Krahs Büroleiter Jörg Sobolewski bestätigte der Deutschen Presse-Agentur die Aussagen, dass Krah kein Geld für die Interviews bekommen habe. Bei Interviewanfragen behandele man alle Medien gleich: Die Gespräche würden gemacht, sofern Zeit dafür sei, unabhängig von der politischen Ausrichtung des Mediums. Sobolewski bestätigte auch, dass Krah und Medwedtschuk miteinander bekannt seien.

Das Bundesinnenministerium erklärte indes: "Dieser Fall ist ein weiteres Beispiel für die umfangreichen und breit gefächerten Einflussaktivitäten Russlands. Russland hat in den vergangenen Jahren ein komplexes Netzwerk aus Einflussakteuren und -instrumenten aufgebaut, auf das es zurückgreifen kann.
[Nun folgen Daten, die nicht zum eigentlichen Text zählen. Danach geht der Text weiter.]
use std::collections::HashMap;
use std::sync::atomic::{AtomicU64, Ordering};
use std::sync::{Arc, Mutex, MutexGuard};
use std::time::Duration;

use tokio::task::AbortHandle;

use waypoint_core::{BoxFuture, JobId, Result, Scheduler};

struct PendingTimer {
    generation: u64,
    handle: AbortHandle,
}

type TimerTable = Arc<Mutex<HashMap<JobId, PendingTimer>>>;

/// Scheduler backed by the tokio runtime.
///
/// Timers are keyed by [`JobId`]; scheduling an id again aborts the pending
/// timer. Once a timer fires it leaves the table, so a step that
/// reschedules its own id does not cancel itself.
#[derive(Clone, Default)]
pub struct TokioScheduler {
    timers: TimerTable,
    generation: Arc<AtomicU64>,
}

impl TokioScheduler {
    /// Create a new scheduler.
    pub fn new() -> Self {
        Self::default()
    }

    /// Ids with a timer that has not fired yet.
    pub fn pending_jobs(&self) -> Vec<JobId> {
        lock(&self.timers).keys().cloned().collect()
    }

    /// Whether an id has a pending timer.
    pub fn is_pending(&self, job_id: &JobId) -> bool {
        lock(&self.timers).contains_key(job_id)
    }

    /// Abort every pending timer.
    pub fn cancel_all(&self) {
        let mut timers = lock(&self.timers);
        for (_, timer) in timers.drain() {
            timer.handle.abort();
        }
    }
}

impl Scheduler for TokioScheduler {
    fn run_workflow(&self, name: &str, workflow: BoxFuture<'static, Result<()>>) {
        let name = name.to_string();
        tokio::spawn(async move {
            if let Err(e) = workflow.await {
                tracing::error!(workflow = %name, error = %e, "Workflow failed");
            }
        });
    }

    fn schedule_after(&self, delay: Duration, job_id: JobId, step: BoxFuture<'static, ()>) {
        let generation = self.generation.fetch_add(1, Ordering::SeqCst);

        // The table stays locked until the new entry is in, so a zero-delay
        // timer cannot look itself up before it is registered.
        let mut timers = lock(&self.timers);

        let table = self.timers.clone();
        let id = job_id.clone();
        let task = tokio::spawn(async move {
            tokio::time::sleep(delay).await;
            {
                let mut timers = lock(&table);
                match timers.get(&id) {
                    Some(timer) if timer.generation == generation => {
                        timers.remove(&id);
                    }
                    _ => return,
                }
            }
            step.await;
        });

        let replaced = timers.insert(
            job_id.clone(),
            PendingTimer {
                generation,
                handle: task.abort_handle(),
            },
        );
        if let Some(previous) = replaced {
            previous.handle.abort();
            tracing::trace!(job_id = %job_id, "Replaced pending timer");
        }
    }

    fn cancel(&self, job_id: &JobId) -> bool {
        match lock(&self.timers).remove(job_id) {
            Some(timer) => {
                timer.handle.abort();
                true
            }
            None => false,
        }
    }
}

/// Lock the timer table, recovering from a poisoned lock.
fn lock(timers: &TimerTable) -> MutexGuard<'_, HashMap<JobId, PendingTimer>> {
    timers.lock().unwrap_or_else(|poisoned| poisoned.into_inner())
}

#[cfg(test)]
mod tests {
    use super::*;
    use std::sync::atomic::AtomicUsize;
    use waypoint_core::{AgentId, Phase, ServiceName, WaypointError};

    fn job(phase: Phase) -> JobId {
        JobId::new(
            AgentId::from_uuid(uuid::Uuid::nil()),
            phase,
            &ServiceName::new("orders").unwrap(),
        )
    }

    fn counting_step(counter: &Arc<AtomicUsize>) -> BoxFuture<'static, ()> {
        let counter = counter.clone();
        Box::pin(async move {
            counter.fetch_add(1, Ordering::SeqCst);
        })
    }

    #[tokio::test]
    async fn test_step_runs_after_delay() {
        let scheduler = TokioScheduler::new();
        let counter = Arc::new(AtomicUsize::new(0));

        scheduler.schedule_after(Duration::from_millis(20), job(Phase::Get), counting_step(&counter));
        assert!(scheduler.is_pending(&job(Phase::Get)));
        assert_eq!(counter.load(Ordering::SeqCst), 0);

        tokio::time::sleep(Duration::from_millis(80)).await;
        assert_eq!(counter.load(Ordering::SeqCst), 1);
        assert!(scheduler.pending_jobs().is_empty());
    }

    #[tokio::test]
    async fn test_same_id_replaces_pending_timer() {
        let scheduler = TokioScheduler::new();
        let counter = Arc::new(AtomicUsize::new(0));

        for _ in 0..5 {
            scheduler.schedule_after(
                Duration::from_millis(30),
                job(Phase::Get),
                counting_step(&counter),
            );
        }
        assert_eq!(scheduler.pending_jobs().len(), 1);

        tokio::time::sleep(Duration::from_millis(100)).await;
        assert_eq!(counter.load(Ordering::SeqCst), 1);
    }

    #[tokio::test]
    async fn test_distinct_ids_do_not_interfere() {
        let scheduler = TokioScheduler::new();
        let counter = Arc::new(AtomicUsize::new(0));

        scheduler.schedule_after(Duration::from_millis(10), job(Phase::Get), counting_step(&counter));
        scheduler.schedule_after(Duration::from_millis(10), job(Phase::Watch), counting_step(&counter));

        tokio::time::sleep(Duration::from_millis(60)).await;
        assert_eq!(counter.load(Ordering::SeqCst), 2);
    }

    #[tokio::test]
    async fn test_cancel() {
        let scheduler = TokioScheduler::new();
        let counter = Arc::new(AtomicUsize::new(0));

        scheduler.schedule_after(Duration::from_millis(20), job(Phase::Get), counting_step(&counter));
        assert!(scheduler.cancel(&job(Phase::Get)));
        assert!(!scheduler.cancel(&job(Phase::Get)));

        tokio::time::sleep(Duration::from_millis(60)).await;
        assert_eq!(counter.load(Ordering::SeqCst), 0);
    }

    #[tokio::test]
    async fn test_step_can_reschedule_itself() {
        let scheduler = TokioScheduler::new();
        let counter = Arc::new(AtomicUsize::new(0));

        let inner_scheduler = scheduler.clone();
        let inner_counter = counter.clone();
        scheduler.schedule_after(
            Duration::from_millis(5),
            job(Phase::Get),
            Box::pin(async move {
                inner_counter.fetch_add(1, Ordering::SeqCst);
                inner_scheduler.schedule_after(
                    Duration::from_millis(5),
                    job(Phase::Get),
                    counting_step(&inner_counter),
                );
            }),
        );

        tokio::time::sleep(Duration::from_millis(60)).await;
        assert_eq!(counter.load(Ordering::SeqCst), 2);
    }

    #[tokio::test]
    async fn test_run_workflow_absorbs_errors() {
        let scheduler = TokioScheduler::new();
        let counter = Arc::new(AtomicUsize::new(0));
        let seen = counter.clone();

        scheduler.run_workflow(
            "failing",
            Box::pin(async move {
                seen.fetch_add(1, Ordering::SeqCst);
                Err(WaypointError::Transport("refused".into()))
            }),
        );

        tokio::time::sleep(Duration::from_millis(20)).await;
        assert_eq!(counter.load(Ordering::SeqCst), 1);
    }
}
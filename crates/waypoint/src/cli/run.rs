use anyhow::Result;
use clap::Parser;
use console::style;
use tracing::info;

use waypoint::Waypoint;

use super::{init_tracing, load_config};

/// Run discovery agents.
#[derive(Parser)]
pub struct RunCommand {
    /// Configuration file path.
    #[arg(short, long, default_value = "waypoint.toml")]
    pub config: String,

    /// Service to discover (overrides config, repeatable).
    #[arg(short, long)]
    pub service: Vec<String>,

    /// Enable development mode (verbose logging).
    #[arg(long)]
    pub dev: bool,
}

impl RunCommand {
    /// Execute the run command.
    pub async fn execute(self) -> Result<()> {
        let config = load_config(&self.config)?;
        init_tracing(&config.logging, self.dev);

        println!();
        println!(
            "  {}  {} v{}",
            style("◆").bold(),
            style("WAYPOINT").bold().cyan(),
            env!("CARGO_PKG_VERSION")
        );
        println!();

        let host = hostname::get()
            .map(|h| h.to_string_lossy().to_string())
            .unwrap_or_else(|_| "unknown".to_string());
        info!("Loaded configuration from {} on {}", self.config, host);

        let directory = &config.discovery.watch;
        println!(
            "  {} Directory at {}",
            style("🧭").bold(),
            style(format!("http://{}:{}{}", directory.host, directory.port, directory.uri)).cyan()
        );

        let waypoint = Waypoint::builder()
            .config(config)
            .services(self.service)
            .build()
            .map_err(|e| anyhow::anyhow!("{}", e))?;

        let names: Vec<_> = waypoint.services().iter().map(|s| s.as_str()).collect();
        println!(
            "  {} Discovering {} with {} worker(s) each",
            style("📡").bold(),
            style(names.join(", ")).cyan(),
            waypoint.config().agent.workers
        );
        if self.dev {
            println!("  {} Development mode enabled", style("🔧").bold());
        }
        println!();

        waypoint.run().await.map_err(|e| anyhow::anyhow!("{}", e))?;

        println!("\n  {} Goodbye!", style("👋").bold());

        Ok(())
    }
}

#[cfg(test)]
mod tests {
    use super::*;

    #[test]
    fn test_run_command_defaults() {
        let cmd = RunCommand::parse_from(["run"]);
        assert_eq!(cmd.config, "waypoint.toml");
        assert!(cmd.service.is_empty());
        assert!(!cmd.dev);
    }
}
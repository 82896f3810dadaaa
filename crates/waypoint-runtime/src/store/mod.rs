mod memory;
mod postgres;

pub use memory::InMemoryStore;
pub use postgres::PgMembershipStore;

/// The two per-service locks.
#[derive(Debug, Clone, Copy, PartialEq, Eq, Hash)]
enum LockKind {
    Fetch,
    Watch,
}

impl LockKind {
    fn as_str(&self) -> &'static str {
        match self {
            Self::Fetch => "fetch",
            Self::Watch => "watch",
        }
    }
}
use std::time::Duration;

use serde::{Deserialize, Serialize};

/// Slack added to the watch timeout before a watch owner is considered dead.
pub const WATCH_STALE_SLACK: Duration = Duration::from_millis(10);

/// Discovery configuration, one block per phase.
#[derive(Debug, Clone, Serialize, Deserialize)]
pub struct DiscoveryConfig {
    /// Bootstrap fetch settings.
    #[serde(default = "PhaseConfig::default_get")]
    pub get: PhaseConfig,

    /// Long-poll watch settings.
    #[serde(default = "PhaseConfig::default_watch")]
    pub watch: PhaseConfig,
}

impl Default for DiscoveryConfig {
    fn default() -> Self {
        Self {
            get: PhaseConfig::default_get(),
            watch: PhaseConfig::default_watch(),
        }
    }
}

/// Settings for talking to the directory service during one phase.
#[derive(Debug, Clone, PartialEq, Eq, Serialize, Deserialize)]
pub struct PhaseConfig {
    /// Directory service host.
    #[serde(default = "default_host")]
    pub host: String,

    /// Directory service port.
    #[serde(default = "default_port")]
    pub port: u16,

    /// Base path of the service registrations.
    #[serde(default = "default_uri")]
    pub uri: String,

    /// Registration protocol segment (e.g. "nova").
    #[serde(default = "default_protocol")]
    pub protocol: String,

    /// Registration namespace segment.
    #[serde(default = "default_namespace")]
    pub namespace: String,

    /// Request timeout in seconds.
    pub timeout: u64,

    /// Retry interval in milliseconds.
    pub loop_time: u64,
}

impl PhaseConfig {
    fn with_timing(timeout: u64, loop_time: u64) -> Self {
        Self {
            host: default_host(),
            port: default_port(),
            uri: default_uri(),
            protocol: default_protocol(),
            namespace: default_namespace(),
            timeout,
            loop_time,
        }
    }

    /// Defaults for the `get` phase.
    pub fn default_get() -> Self {
        Self::with_timing(3, 1000)
    }

    /// Defaults for the `watch` phase.
    pub fn default_watch() -> Self {
        Self::with_timing(30, 5000)
    }

    /// Request timeout.
    pub fn timeout(&self) -> Duration {
        Duration::from_secs(self.timeout)
    }

    /// Delay before a rescheduled attempt.
    pub fn loop_time(&self) -> Duration {
        Duration::from_millis(self.loop_time)
    }

    /// Heartbeat age past which a watch owner is presumed dead.
    pub fn stale_after(&self) -> Duration {
        self.timeout() + WATCH_STALE_SLACK
    }

    /// Directory path for a service: `<uri>/<protocol>:<namespace>/<service>`.
    pub fn directory_path(&self, service: &str) -> String {
        format!(
            "{}/{}:{}/{}",
            self.uri.trim_end_matches('/'),
            self.protocol,
            self.namespace,
            service
        )
    }
}

fn default_host() -> String {
    "127.0.0.1".to_string()
}

fn default_port() -> u16 {
    2379
}

fn default_uri() -> String {
    "/v2/keys/services".to_string()
}

fn default_protocol() -> String {
    "nova".to_string()
}

fn default_namespace() -> String {
    "default".to_string()
}
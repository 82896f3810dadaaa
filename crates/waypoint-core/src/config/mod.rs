mod discovery;
mod logging;
mod store;

pub use discovery::{DiscoveryConfig, PhaseConfig, WATCH_STALE_SLACK};
pub use logging::{LogFormat, LoggingConfig};
pub use store::{StoreBackend, StoreConfig};

use serde::{Deserialize, Serialize};
use std::path::Path;

use crate::error::{Result, WaypointError};

/// Root configuration for Waypoint.
#[derive(Debug, Clone, Serialize, Deserialize, Default)]
pub struct WaypointConfig {
    /// Which services to discover and how many workers per service.
    #[serde(default)]
    pub agent: AgentConfig,

    /// Directory service settings per phase.
    #[serde(default)]
    pub discovery: DiscoveryConfig,

    /// Shared membership store.
    #[serde(default)]
    pub store: StoreConfig,

    /// Logging configuration.
    #[serde(default)]
    pub logging: LoggingConfig,
}

impl WaypointConfig {
    /// Load configuration from a TOML file.
    pub fn from_file(path: impl AsRef<Path>) -> Result<Self> {
        let content = std::fs::read_to_string(path.as_ref())
            .map_err(|e| WaypointError::Config(format!("Failed to read config file: {}", e)))?;

        Self::parse_toml(&content)
    }

    /// Parse configuration from a TOML string.
    pub fn parse_toml(content: &str) -> Result<Self> {
        let content = substitute_env_vars(content)?;

        toml::from_str(&content)
            .map_err(|e| WaypointError::Config(format!("Failed to parse config: {}", e)))
    }

    /// Reject settings the agents cannot run with.
    pub fn validate(&self) -> Result<()> {
        if self.agent.workers == 0 {
            return Err(WaypointError::Config(
                "agent.workers must be at least 1".to_string(),
            ));
        }

        if let Some(name) = self.agent.services.iter().find(|s| s.trim().is_empty()) {
            return Err(WaypointError::Config(format!(
                "invalid service name {:?}",
                name
            )));
        }

        for (phase, config) in [("get", &self.discovery.get), ("watch", &self.discovery.watch)] {
            if config.host.is_empty() || config.port == 0 {
                return Err(WaypointError::Config(format!(
                    "discovery.{} needs a host and a non-zero port",
                    phase
                )));
            }
            if config.timeout == 0 || config.loop_time == 0 {
                return Err(WaypointError::Config(format!(
                    "discovery.{} timeout and loop_time must be non-zero",
                    phase
                )));
            }
        }

        if self.store.backend == StoreBackend::Postgres && self.store.url.is_empty() {
            return Err(WaypointError::Config(
                "store.url is required for the postgres backend".to_string(),
            ));
        }

        Ok(())
    }
}

/// Agent fleet configuration.
#[derive(Debug, Clone, Serialize, Deserialize)]
pub struct AgentConfig {
    /// Service names to keep membership for.
    #[serde(default)]
    pub services: Vec<String>,

    /// Competing agents per service in this process.
    #[serde(default = "default_workers")]
    pub workers: usize,
}

impl Default for AgentConfig {
    fn default() -> Self {
        Self {
            services: Vec::new(),
            workers: default_workers(),
        }
    }
}

fn default_workers() -> usize {
    1
}

/// Substitute `${VAR}` references with environment values, leaving unknown ones intact.
fn substitute_env_vars(content: &str) -> Result<String> {
    let mut result = content.to_string();
    let re = regex_lite::Regex::new(r"\$\{([A-Z_][A-Z0-9_]*)\}")
        .map_err(|e| WaypointError::Config(e.to_string()))?;

    for cap in re.captures_iter(content) {
        let var_name = &cap[1];
        match std::env::var(var_name) {
            Ok(value) => result = result.replace(&cap[0], &value),
            Err(_) => tracing::debug!("Config references unset variable {}", var_name),
        }
    }

    Ok(result)
}

#[cfg(test)]
mod tests {
    use super::*;
    use std::time::Duration;

    #[test]
    fn test_default_config() {
        let config = WaypointConfig::default();
        assert!(config.agent.services.is_empty());
        assert_eq!(config.agent.workers, 1);
        assert_eq!(config.store.backend, StoreBackend::Memory);
        assert!(config.validate().is_ok());
    }

    #[test]
    fn test_parse_minimal_config() {
        let toml = r#"
            [agent]
            services = ["orders"]
        "#;

        let config = WaypointConfig::parse_toml(toml).unwrap();
        assert_eq!(config.agent.services, vec!["orders".to_string()]);
        assert_eq!(config.discovery.watch.timeout(), Duration::from_secs(30));
    }

    #[test]
    fn test_parse_full_config() {
        let toml = r#"
            [agent]
            services = ["orders", "billing"]
            workers = 4

            [discovery.get]
            host = "10.0.0.5"
            port = 2379
            uri = "/v2/keys/service_chain"
            protocol = "nova"
            namespace = "com.example.service"
            timeout = 5
            loop_time = 500

            [discovery.watch]
            host = "10.0.0.5"
            port = 2379
            uri = "/v2/keys/service_chain"
            protocol = "nova"
            namespace = "com.example.service"
            timeout = 60
            loop_time = 2000

            [store]
            backend = "postgres"
            url = "postgres://localhost/waypoint"

            [logging]
            level = "debug"
            format = "json"
        "#;

        let config = WaypointConfig::parse_toml(toml).unwrap();
        assert_eq!(config.agent.workers, 4);
        assert_eq!(config.discovery.get.namespace, "com.example.service");
        assert_eq!(config.discovery.watch.loop_time(), Duration::from_millis(2000));
        assert_eq!(config.store.backend, StoreBackend::Postgres);
        assert_eq!(config.logging.format, LogFormat::Json);
        assert!(config.validate().is_ok());
    }

    #[test]
    fn test_env_var_substitution() {
        std::env::set_var("WAYPOINT_TEST_ETCD_HOST", "etcd.test.local");

        let toml = r#"
            [discovery.get]
            host = "${WAYPOINT_TEST_ETCD_HOST}"
            timeout = 3
            loop_time = 1000
        "#;

        let config = WaypointConfig::parse_toml(toml).unwrap();
        assert_eq!(config.discovery.get.host, "etcd.test.local");

        std::env::remove_var("WAYPOINT_TEST_ETCD_HOST");
    }

    #[test]
    fn test_validate_rejects_bad_settings() {
        let mut config = WaypointConfig::default();
        config.agent.services = vec!["".to_string()];
        assert!(matches!(config.validate(), Err(WaypointError::Config(_))));

        let mut config = WaypointConfig::default();
        config.discovery.watch.loop_time = 0;
        assert!(config.validate().is_err());

        let mut config = WaypointConfig::default();
        config.store.backend = StoreBackend::Postgres;
        assert!(config.validate().is_err());

        let mut config = WaypointConfig::default();
        config.agent.workers = 0;
        assert!(config.validate().is_err());
    }
}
Es ist davon auszugehen, dass die Einflussaktivitäten vor allem darauf abzielen, Vertrauen in die Handlungsfähigkeit und Kompetenz europäischer Institutionen zu untergraben und vorhandene Spaltungspotenziale in der Gesellschaft zu vertiefen." Die deutschen Sicherheitsbehörden würden weiter alles unternehmen, um die Einflussoperationen aufzuklären und zu unterbinden. (dpa)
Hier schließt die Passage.